With less than 100 days until kickoff, we here at Team Speed Kills are introducing a brand-new, quotidian countdown series to help you prepare for the first slate of college football action on August 26th.
In this series, we will post a daily SEC-related fact and/or story that corresponds to the number of the day in the countdown. Hopefully, you’ll find this series enlightening and entertaining. If you do, click that ‘share’ button we all know and love. If you do not, quit lying to yourself.
Is Peyton Manning the greatest quarterback in football history? Well, that’s a debatable point, although he is certainly among the all-time greats. Manning played 17 years in the National Football League, winning two Super Bowls—appearing in four—and rewriting the league’s record books.
However, before Manning went on to the NFL, he was a four-year star at Tennessee. Destined to follow in his father’s footsteps at Ole Miss, Manning shocked everyone by announcing he’d be attending Tennessee. And while he never did win a national championship, Manning was certainly quite successful with the Volunteers.
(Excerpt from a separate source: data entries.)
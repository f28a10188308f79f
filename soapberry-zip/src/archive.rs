//! Minimal ZIP container reader/writer: central directory parsing, local
//! file header location, and a streaming writer that emits a trailing data
//! descriptor per entry. Supports Store and Deflate only — the two methods
//! iWork packages actually use.

use std::io::Write;

use crate::errors::{Error, ErrorKind};

const LOCAL_HEADER_SIGNATURE: [u8; 4] = [0x50, 0x4b, 0x03, 0x04];
const CENTRAL_DIR_SIGNATURE: [u8; 4] = [0x50, 0x4b, 0x01, 0x02];
const EOCD_SIGNATURE: [u8; 4] = [0x50, 0x4b, 0x05, 0x06];
const DATA_DESCRIPTOR_SIGNATURE: [u8; 4] = [0x50, 0x4b, 0x07, 0x08];

/// The compression method recorded for a ZIP entry.
#[derive(Debug, Clone, Copy, PartialEq, Eq)]
pub enum CompressionMethod {
    Store,
    Deflate,
    Other(u16),
}

impl CompressionMethod {
    fn from_u16(v: u16) -> Self {
        match v {
            0 => Self::Store,
            8 => Self::Deflate,
            other => Self::Other(other),
        }
    }

    fn to_u16(self) -> u16 {
        match self {
            Self::Store => 0,
            Self::Deflate => 8,
            Self::Other(v) => v,
        }
    }

    pub fn as_id(&self) -> CompressionId {
        CompressionId((*self).to_u16())
    }
}

pub struct CompressionId(u16);

impl CompressionId {
    pub fn as_u16(&self) -> u16 {
        self.0
    }
}

#[derive(Debug, Clone)]
struct CentralDirectoryEntry {
    name: String,
    method: CompressionMethod,
    crc32: u32,
    compressed_size: u64,
    uncompressed_size: u64,
    local_header_offset: u64,
    is_dir: bool,
}

/// An opaque handle locating an entry's local file header, obtained from
/// [`EntryView::wayfinder`] and redeemed via [`ZipSliceArchive::get_entry`].
#[derive(Debug, Clone, Copy)]
pub struct ZipArchiveEntryWayfinder(usize);

/// Entry-point for opening a ZIP archive backed by an in-memory slice.
pub struct ZipArchive;

impl ZipArchive {
    pub fn from_slice<T: AsRef<[u8]>>(data: T) -> Result<ZipSliceArchive<T>, Error> {
        ZipSliceArchive::from_slice(data)
    }
}

/// A parsed central directory over a byte slice (or anything `AsRef<[u8]>`).
pub struct ZipSliceArchive<T> {
    data: T,
    central_entries: Vec<CentralDirectoryEntry>,
}

impl<T: AsRef<[u8]>> ZipSliceArchive<T> {
    pub fn from_slice(data: T) -> Result<Self, Error> {
        let eocd = find_eocd(data.as_ref())?;
        let bytes = data.as_ref();
        let cd_start = eocd.cd_offset as usize;
        let cd_end = cd_start + eocd.cd_size as usize;
        if cd_end > bytes.len() || cd_start > cd_end {
            return Err(ErrorKind::InvalidArchive("central directory out of range".into()).into());
        }

        let mut central_entries = Vec::with_capacity(eocd.total_entries as usize);
        let mut pos = cd_start;
        while pos < cd_end {
            let (entry, consumed) = parse_central_entry(&bytes[pos..cd_end])?;
            pos += consumed;
            central_entries.push(entry);
        }

        Ok(Self { data, central_entries })
    }

    pub fn entries(&self) -> impl Iterator<Item = Result<EntryView<'_>, Error>> {
        self.central_entries
            .iter()
            .enumerate()
            .map(|(index, entry)| Ok(EntryView { entry, index }))
    }

    pub fn get_entry(&self, wayfinder: ZipArchiveEntryWayfinder) -> Result<Entry<'_>, Error> {
        let cde = self
            .central_entries
            .get(wayfinder.0)
            .ok_or_else(|| Error::from(ErrorKind::InvalidArchive("dangling entry wayfinder".into())))?;

        let bytes = self.data.as_ref();
        let local_off = cde.local_header_offset as usize;
        let header = bytes
            .get(local_off..local_off + 30)
            .ok_or_else(|| Error::from(ErrorKind::InvalidArchive("truncated local file header".into())))?;
        if header[0..4] != LOCAL_HEADER_SIGNATURE {
            return Err(ErrorKind::InvalidArchive("bad local file header signature".into()).into());
        }
        let name_len = u16::from_le_bytes([header[26], header[27]]) as usize;
        let extra_len = u16::from_le_bytes([header[28], header[29]]) as usize;
        let data_start = local_off + 30 + name_len + extra_len;
        let data_end = data_start + cde.compressed_size as usize;
        let data = bytes
            .get(data_start..data_end)
            .ok_or_else(|| Error::from(ErrorKind::InvalidArchive("truncated entry data".into())))?;

        Ok(Entry {
            data,
            crc32: cde.crc32,
            uncompressed_size: cde.uncompressed_size,
        })
    }
}

/// A single entry as seen while walking the central directory.
pub struct EntryView<'a> {
    entry: &'a CentralDirectoryEntry,
    index: usize,
}

impl<'a> EntryView<'a> {
    pub fn file_path(&self) -> EntryPath<'a> {
        EntryPath(self.entry.name.as_str())
    }

    pub fn is_dir(&self) -> bool {
        self.entry.is_dir
    }

    pub fn wayfinder(&self) -> ZipArchiveEntryWayfinder {
        ZipArchiveEntryWayfinder(self.index)
    }

    pub fn compression_method(&self) -> CompressionMethod {
        self.entry.method
    }

    pub fn uncompressed_size_hint(&self) -> u64 {
        self.entry.uncompressed_size
    }
}

/// An entry's name, as stored in the central directory (already decoded
/// lossily from UTF-8; ZIP names this crate writes are always valid UTF-8).
pub struct EntryPath<'a>(&'a str);

impl<'a> EntryPath<'a> {
    /// Rejects traversal components and strips a leading separator.
    pub fn try_normalize(&self) -> Result<NormalizedPath, Error> {
        if self.0.contains("..") {
            return Err(ErrorKind::InvalidArchive(format!("unsafe archive path: {}", self.0)).into());
        }
        Ok(NormalizedPath(self.0.trim_start_matches('/').replace('\\', "/")))
    }
}

impl<'a> AsRef<[u8]> for EntryPath<'a> {
    fn as_ref(&self) -> &[u8] {
        self.0.as_bytes()
    }
}

pub struct NormalizedPath(String);

impl AsRef<str> for NormalizedPath {
    fn as_ref(&self) -> &str {
        &self.0
    }
}

/// Redeemed entry data, ready for decompression.
pub struct Entry<'a> {
    data: &'a [u8],
    crc32: u32,
    uncompressed_size: u64,
}

impl<'a> Entry<'a> {
    pub fn data(&self) -> &'a [u8] {
        self.data
    }

    pub fn claim_verifier(&self) -> Verifier {
        Verifier {
            expected_crc32: self.crc32,
            expected_uncompressed_size: self.uncompressed_size,
        }
    }

    pub fn verifying_reader<R: std::io::Read>(&self, inner: R) -> VerifyingReader<R> {
        VerifyingReader(inner)
    }
}

/// What a decompressed entry's actual bytes looked like, to compare against
/// the central directory's recorded crc32/size.
pub struct ZipVerification {
    pub crc: u32,
    pub uncompressed_size: u64,
}

pub struct Verifier {
    expected_crc32: u32,
    expected_uncompressed_size: u64,
}

impl Verifier {
    pub fn valid(self, actual: ZipVerification) -> Result<(), Error> {
        if actual.crc != self.expected_crc32 {
            return Err(ErrorKind::ChecksumMismatch {
                expected: self.expected_crc32,
                actual: actual.crc,
            }
            .into());
        }
        if actual.uncompressed_size != self.expected_uncompressed_size {
            return Err(ErrorKind::SizeMismatch {
                expected: self.expected_uncompressed_size,
                actual: actual.uncompressed_size,
            }
            .into());
        }
        Ok(())
    }
}

/// Transparent pass-through reader returned by [`Entry::verifying_reader`].
pub struct VerifyingReader<R>(R);

impl<R: std::io::Read> std::io::Read for VerifyingReader<R> {
    fn read(&mut self, buf: &mut [u8]) -> std::io::Result<usize> {
        self.0.read(buf)
    }
}

fn find_eocd(bytes: &[u8]) -> Result<Eocd, Error> {
    if bytes.len() < 22 {
        return Err(ErrorKind::InvalidArchive("too small to contain an end-of-central-directory record".into()).into());
    }
    let max_comment = 65535usize;
    let search_start = bytes.len().saturating_sub(22 + max_comment);
    for start in (search_start..=bytes.len() - 22).rev() {
        if bytes[start..start + 4] != EOCD_SIGNATURE {
            continue;
        }
        let comment_len = u16::from_le_bytes([bytes[start + 20], bytes[start + 21]]) as usize;
        if start + 22 + comment_len != bytes.len() {
            continue;
        }
        let total_entries = u16::from_le_bytes([bytes[start + 10], bytes[start + 11]]);
        let cd_size = u32::from_le_bytes([bytes[start + 12], bytes[start + 13], bytes[start + 14], bytes[start + 15]]);
        let cd_offset = u32::from_le_bytes([bytes[start + 16], bytes[start + 17], bytes[start + 18], bytes[start + 19]]);
        return Ok(Eocd {
            cd_offset,
            cd_size,
            total_entries,
        });
    }
    Err(ErrorKind::InvalidArchive("end of central directory record not found".into()).into())
}

struct Eocd {
    cd_offset: u32,
    cd_size: u32,
    total_entries: u16,
}

fn parse_central_entry(buf: &[u8]) -> Result<(CentralDirectoryEntry, usize), Error> {
    if buf.len() < 46 || buf[0..4] != CENTRAL_DIR_SIGNATURE {
        return Err(ErrorKind::InvalidArchive("bad central directory entry signature".into()).into());
    }
    let method_raw = u16::from_le_bytes([buf[10], buf[11]]);
    let crc32 = u32::from_le_bytes([buf[16], buf[17], buf[18], buf[19]]);
    let compressed_size = u32::from_le_bytes([buf[20], buf[21], buf[22], buf[23]]) as u64;
    let uncompressed_size = u32::from_le_bytes([buf[24], buf[25], buf[26], buf[27]]) as u64;
    let name_len = u16::from_le_bytes([buf[28], buf[29]]) as usize;
    let extra_len = u16::from_le_bytes([buf[30], buf[31]]) as usize;
    let comment_len = u16::from_le_bytes([buf[32], buf[33]]) as usize;
    let local_header_offset = u32::from_le_bytes([buf[42], buf[43], buf[44], buf[45]]) as u64;

    let total_len = 46 + name_len + extra_len + comment_len;
    if buf.len() < total_len {
        return Err(ErrorKind::InvalidArchive("truncated central directory entry".into()).into());
    }
    let name = String::from_utf8_lossy(&buf[46..46 + name_len]).into_owned();
    let is_dir = name.ends_with('/');

    Ok((
        CentralDirectoryEntry {
            is_dir,
            name,
            method: CompressionMethod::from_u16(method_raw),
            crc32,
            compressed_size,
            uncompressed_size,
            local_header_offset,
        },
        total_len,
    ))
}

/// Streaming ZIP writer: every entry is written with its size/crc32 in a
/// trailing data descriptor, so callers never need to know them up front.
pub struct ZipArchiveWriter<W> {
    inner: W,
    offset: u64,
    central_entries: Vec<CentralDirectoryEntry>,
}

impl<W: Write> ZipArchiveWriter<W> {
    pub fn new(inner: W) -> Self {
        Self {
            inner,
            offset: 0,
            central_entries: Vec::new(),
        }
    }

    pub fn new_file<'a>(&'a mut self, name: &str) -> FileBuilder<'a, W> {
        FileBuilder {
            writer: self,
            name: name.to_string(),
            method: CompressionMethod::Store,
        }
    }

    pub fn finish(mut self) -> Result<W, Error> {
        let cd_offset = self.offset;
        let total_entries = self.central_entries.len() as u16;
        for entry in std::mem::take(&mut self.central_entries) {
            write_central_entry(&mut self.inner, &entry)?;
            self.offset += 46 + entry.name.len() as u64;
        }
        let cd_size = self.offset - cd_offset;
        write_eocd(&mut self.inner, total_entries, cd_size as u32, cd_offset as u32)?;
        Ok(self.inner)
    }
}

pub struct FileBuilder<'a, W> {
    writer: &'a mut ZipArchiveWriter<W>,
    name: String,
    method: CompressionMethod,
}

impl<'a, W: Write> FileBuilder<'a, W> {
    pub fn compression_method(mut self, method: CompressionMethod) -> Self {
        self.method = method;
        self
    }

    pub fn start(self) -> Result<(EntryHandle<'a, W>, WrapConfig), Error> {
        let local_header_offset = self.writer.offset;
        let header_len = write_local_header(&mut self.writer.inner, &self.name, self.method)?;
        self.writer.offset += header_len as u64;
        Ok((
            EntryHandle {
                writer: self.writer,
                name: self.name,
                method: self.method,
                local_header_offset,
                compressed_size: 0,
            },
            WrapConfig,
        ))
    }
}

/// An open entry's data section. Implements `Write`; bytes written here are
/// whatever the caller's compressor (or nothing, for Store) produces.
pub struct EntryHandle<'a, W> {
    writer: &'a mut ZipArchiveWriter<W>,
    name: String,
    method: CompressionMethod,
    local_header_offset: u64,
    compressed_size: u64,
}

impl<'a, W: Write> Write for EntryHandle<'a, W> {
    fn write(&mut self, buf: &[u8]) -> std::io::Result<usize> {
        let n = self.writer.inner.write(buf)?;
        self.compressed_size += n as u64;
        self.writer.offset += n as u64;
        Ok(n)
    }

    fn flush(&mut self) -> std::io::Result<()> {
        self.writer.inner.flush()
    }
}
During his four years in Knoxville, Manning became UT’s all-time leader in passing yards and is third in conference history with 89 career touchdown passes. The two players ahead of Manning: Aaron Murray and Danny Wuerffel. While with the Vols, Manning also set the SEC record for most wins by a starting quarterback with 39.
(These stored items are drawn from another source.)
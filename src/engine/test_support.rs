//! Shared synthetic-package builder for engine unit tests: encodes raw
//! `.iwa` frames by hand (mirroring [`crate::object_store`]'s own test
//! helper) so each test can assemble exactly the records a scenario
//! needs without a fixture file on disk.

#![cfg(test)]

use std::collections::HashMap;

use prost::Message;

use crate::error::Result;
use crate::package::PackageStorage;

struct Mem(HashMap<String, Vec<u8>>);

impl PackageStorage for Mem {
    fn contains(&self, path: &str) -> bool {
        self.0.contains_key(path)
    }
    fn read(&self, path: &str) -> Result<Vec<u8>> {
        Ok(self.0.get(path).cloned().unwrap_or_default())
    }
    fn size(&self, path: &str) -> Result<u64> {
        Ok(self.0.get(path).map(|d| d.len() as u64).unwrap_or(0))
    }
    fn iter_entries(&self) -> Vec<String> {
        self.0.keys().cloned().collect()
    }
}

fn encode_frame(object_id: u64, type_code: u32, payload: &[u8]) -> Vec<u8> {
    let mut message_info = Vec::new();
    message_info.extend(crate::varint::encode_varint(1 << 3));
    message_info.extend(crate::varint::encode_varint(type_code as u64));
    message_info.extend(crate::varint::encode_varint(3 << 3));
    message_info.extend(crate::varint::encode_varint(payload.len() as u64));

    let mut archive_info = Vec::new();
    archive_info.extend(crate::varint::encode_varint(1 << 3));
    archive_info.extend(crate::varint::encode_varint(object_id));
    archive_info.extend(crate::varint::encode_varint((2 << 3) | 2));
    archive_info.extend(crate::varint::encode_varint(message_info.len() as u64));
    archive_info.extend(message_info);

    let mut frame = crate::varint::encode_varint(archive_info.len() as u64);
    frame.extend(archive_info);
    frame.extend_from_slice(payload);
    frame
}

/// One record to seed into a synthetic package: its object id, registry
/// type code, and already-encoded protobuf payload.
pub(crate) struct Record {
    pub id: u64,
    pub type_code: u32,
    pub payload: Vec<u8>,
}

pub(crate) fn record<M: Message>(id: u64, type_code: u32, message: &M) -> Record {
    Record { id, type_code, payload: message.encode_to_vec() }
}

/// Build an [`crate::object_store::ObjectStore`] containing every given
/// record, all packed into one synthetic `.iwa` file.
pub(crate) fn build_store(records: Vec<Record>) -> crate::object_store::ObjectStore {
    let mut bytes = Vec::new();
    for r in records {
        bytes.extend(encode_frame(r.id, r.type_code, &r.payload));
    }
    let mut files = HashMap::new();
    files.insert("Index/Document.iwa".to_string(), bytes);
    crate::object_store::ObjectStore::load(&Mem(files)).unwrap()
}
When he enrolled at Tennessee in 1994, Manning was the team’s third-string quarterback. The team’s starter was Todd Helton, who’d go on to enjoy a terrific career in Major League Baseball with the Colorado Rockies. It was in the team’s fourth game of the 1994 season when Helton went down, Manning came in and took over. He would remain the Vols’ starting quarterback from that point on.
When many look back at Manning’s college career, most point out his failure to lead the Volunteers to a national championship. Making matters worse, the year after Manning left, Tennessee—led by Tee Martin—would win the national championship.
While Manning not winning a national title was certainly disappointing for him, his college career was outstanding and culminated with him entering the College Football Hall of Fame earlier this year. And it was only fitting Manning would enter the Hall of Fame alongside his college nemesis, former Florida coach Steve Spurrier.
Unfortunately for Tennessee, the Vols are still trying to find a suitable replacement for Manning.